Y2K Site Map | Terms of Use | Problem | Steps | Certification | Briefings | Compliance | Solutions | BIOS | Test & Evaluation | Cost


The following Y2K material has been kept available by MITRE for historical purposes only and has not been updated unless noted.

MITRE - Y2K - Compiler Solutions Paper
Compiler Solutions Paper


One formulation of a century compliant date-handling system for many legacy systems duplicates an Ada solution using prefedined types and operations, tailored to the particular development and even specific application formats.
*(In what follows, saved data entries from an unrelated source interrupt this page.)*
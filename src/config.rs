use crate::models::{Layout, Margins, Metric, Rgb};
use chrono::FixedOffset;
use serde::Deserialize;
use std::time::Duration;

#[derive(Debug, Clone, Default, Deserialize)]
pub struct AppConfig {
    #[serde(default)]
    pub chart: ChartConfig,
    #[serde(default)]
    pub margins: Margins,
    #[serde(default)]
    pub heatmap: HeatmapConfig,
    #[serde(default)]
    pub overlay: OverlayConfig,
    #[serde(default)]
    pub cursor: CursorConfig,
    #[serde(default)]
    pub zoom: ZoomConfig,
    #[serde(default)]
    pub scales: ScalesConfig,
}

#[derive(Debug, Clone, Deserialize)]
pub struct ChartConfig {
    #[serde(default = "default_width")]
    pub width: f64,
    #[serde(default = "default_height")]
    pub height: f64,
    /// Fixed offset used for time axis labels and calendar-aligned ticks.
    #[serde(default)]
    pub utc_offset_minutes: i32,
}

fn default_width() -> f64 {
    1350.0
}

fn default_height() -> f64 {
    400.0
}

impl Default for ChartConfig {
    fn default() -> Self {
        Self {
            width: default_width(),
            height: default_height(),
            utc_offset_minutes: 0,
        }
    }
}

#[derive(Debug, Clone, Deserialize)]
#[serde(default)]
pub struct HeatmapConfig {
    /// Lifespans narrower than this (px) are not drawn at all, on either layer.
    pub min_lifespan_width: f64,
    /// Bucket values at or below this are painted with the muted empty color.
    pub empty_threshold: f64,
    pub background: String,
}

impl Default for HeatmapConfig {
    fn default() -> Self {
        Self {
            min_lifespan_width: 5.0,
            empty_threshold: 0.001,
            background: "#15171c".into(),
        }
    }
}

#[derive(Debug, Clone, Deserialize)]
#[serde(default)]
pub struct OverlayConfig {
    pub metric: Metric,
    pub halo_width: f64,
    pub line_width: f64,
    pub line_color: String,
}

impl Default for OverlayConfig {
    fn default() -> Self {
        Self {
            metric: Metric::Players,
            halo_width: 6.0,
            line_width: 2.0,
            line_color: "#cccbcb".into(),
        }
    }
}

#[derive(Debug, Clone, Deserialize)]
#[serde(default)]
pub struct CursorConfig {
    pub cooldown_ms: u64,
    /// Samples further than this from the pointer's instant are not shown.
    pub max_gap_secs: u64,
    /// Delay between the pointer leaving the chart and the cursor being hidden.
    pub leave_delay_ms: u64,
}

impl Default for CursorConfig {
    fn default() -> Self {
        Self {
            cooldown_ms: 20,
            max_gap_secs: 20 * 60,
            leave_delay_ms: 150,
        }
    }
}

#[derive(Debug, Clone, Deserialize)]
#[serde(default)]
pub struct ZoomConfig {
    pub min_scale: f64,
    pub max_scale: f64,
    pub cooldown_ms: u64,
    /// Zoom applied at construction, anchored at the data end. 1 leaves the chart unzoomed.
    pub initial_scale: f64,
}

impl Default for ZoomConfig {
    fn default() -> Self {
        Self {
            min_scale: 1.0,
            max_scale: 12.0,
            cooldown_ms: 20,
            initial_scale: 2.0,
        }
    }
}

#[derive(Debug, Clone, Deserialize)]
#[serde(default)]
pub struct ScalesConfig {
    /// Metric axis upper bounds are rounded up past the maximum to a multiple of this.
    pub metric_step: f64,
}

impl Default for ScalesConfig {
    fn default() -> Self {
        Self { metric_step: 5.0 }
    }
}

impl AppConfig {
    /// Reads `CONFIG_FILE` (default `config.toml`). Without `CONFIG_FILE` a missing file
    /// means built-in defaults.
    pub fn load() -> anyhow::Result<Self> {
        let explicit = std::env::var("CONFIG_FILE").ok();
        let path = explicit.clone().unwrap_or_else(|| "config.toml".into());
        match std::fs::read_to_string(&path) {
            Ok(s) => Self::load_from_str(&s),
            Err(e) if e.kind() == std::io::ErrorKind::NotFound && explicit.is_none() => {
                tracing::debug!(path = %path, "no config file, using defaults");
                let config = Self::default();
                config.validate()?;
                Ok(config)
            }
            Err(e) => Err(anyhow::anyhow!("reading config {}: {}", path, e)),
        }
    }

    /// Parse and validate config from a string (e.g. for tests).
    pub fn load_from_str(s: &str) -> anyhow::Result<Self> {
        let config: AppConfig = toml::from_str(s)?;
        config.validate()?;
        Ok(config)
    }

    pub fn layout(&self) -> Layout {
        Layout {
            width: self.chart.width,
            height: self.chart.height,
            margins: self.margins,
        }
    }

    pub fn utc_offset(&self) -> anyhow::Result<FixedOffset> {
        FixedOffset::east_opt(self.chart.utc_offset_minutes * 60).ok_or_else(|| {
            anyhow::anyhow!(
                "chart.utc_offset_minutes out of range: {}",
                self.chart.utc_offset_minutes
            )
        })
    }

    pub fn background(&self) -> anyhow::Result<Rgb> {
        parse_color("heatmap.background", &self.heatmap.background)
    }

    pub fn line_color(&self) -> anyhow::Result<Rgb> {
        parse_color("overlay.line_color", &self.overlay.line_color)
    }

    pub fn cursor_cooldown(&self) -> Duration {
        Duration::from_millis(self.cursor.cooldown_ms)
    }

    pub fn zoom_cooldown(&self) -> Duration {
        Duration::from_millis(self.zoom.cooldown_ms)
    }

    fn validate(&self) -> anyhow::Result<()> {
        let layout = self.layout();
        anyhow::ensure!(
            layout.drawable_width() > 0.0,
            "chart.width must exceed margins.left + margins.right, got width {}",
            self.chart.width
        );
        anyhow::ensure!(
            layout.drawable_height() > 0.0,
            "chart.height must exceed margins.top + margins.bottom, got height {}",
            self.chart.height
        );
        let margins = &self.margins;
        anyhow::ensure!(
            [
                margins.top,
                margins.right,
                margins.bottom,
                margins.left,
                margins.axis
            ]
            .iter()
            .all(|m| m.is_finite() && *m >= 0.0),
            "margins must be finite and >= 0"
        );
        self.utc_offset()?;
        anyhow::ensure!(
            self.heatmap.min_lifespan_width >= 0.0,
            "heatmap.min_lifespan_width must be >= 0, got {}",
            self.heatmap.min_lifespan_width
        );
        anyhow::ensure!(
            (0.0..1.0).contains(&self.heatmap.empty_threshold),
            "heatmap.empty_threshold must be in [0, 1), got {}",
            self.heatmap.empty_threshold
        );
        self.background()?;
        self.line_color()?;
        anyhow::ensure!(
            self.overlay.halo_width > 0.0 && self.overlay.line_width > 0.0,
            "overlay.halo_width and overlay.line_width must be > 0"
        );
        anyhow::ensure!(
            self.cursor.cooldown_ms > 0,
            "cursor.cooldown_ms must be > 0, got {}",
            self.cursor.cooldown_ms
        );
        anyhow::ensure!(
            self.cursor.max_gap_secs > 0,
            "cursor.max_gap_secs must be > 0, got {}",
            self.cursor.max_gap_secs
        );
        anyhow::ensure!(
            self.zoom.min_scale > 0.0 && self.zoom.min_scale <= self.zoom.max_scale,
            "zoom.min_scale must be > 0 and <= zoom.max_scale, got [{}, {}]",
            self.zoom.min_scale,
            self.zoom.max_scale
        );
        anyhow::ensure!(
            self.zoom.cooldown_ms > 0,
            "zoom.cooldown_ms must be > 0, got {}",
            self.zoom.cooldown_ms
        );
        anyhow::ensure!(
            self.zoom.initial_scale > 0.0,
            "zoom.initial_scale must be > 0, got {}",
            self.zoom.initial_scale
        );
        anyhow::ensure!(
            self.scales.metric_step > 0.0,
            "scales.metric_step must be > 0, got {}",
            self.scales.metric_step
        );
        Ok(())
    }
}

fn parse_color(field: &str, value: &str) -> anyhow::Result<Rgb> {
    Rgb::from_hex(value).ok_or_else(|| anyhow::anyhow!("{} must be #rrggbb, got {:?}", field, value))
}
This would involve declaring appropriate types, appropriately mapping allocation and other implied operations, defining the exteneded operations needed for manipulating the converted values, and providing for all conversion and assignment contingencies. This is fairly complicated, and could be the subject of an extensive detailed design involving just Ada facilites.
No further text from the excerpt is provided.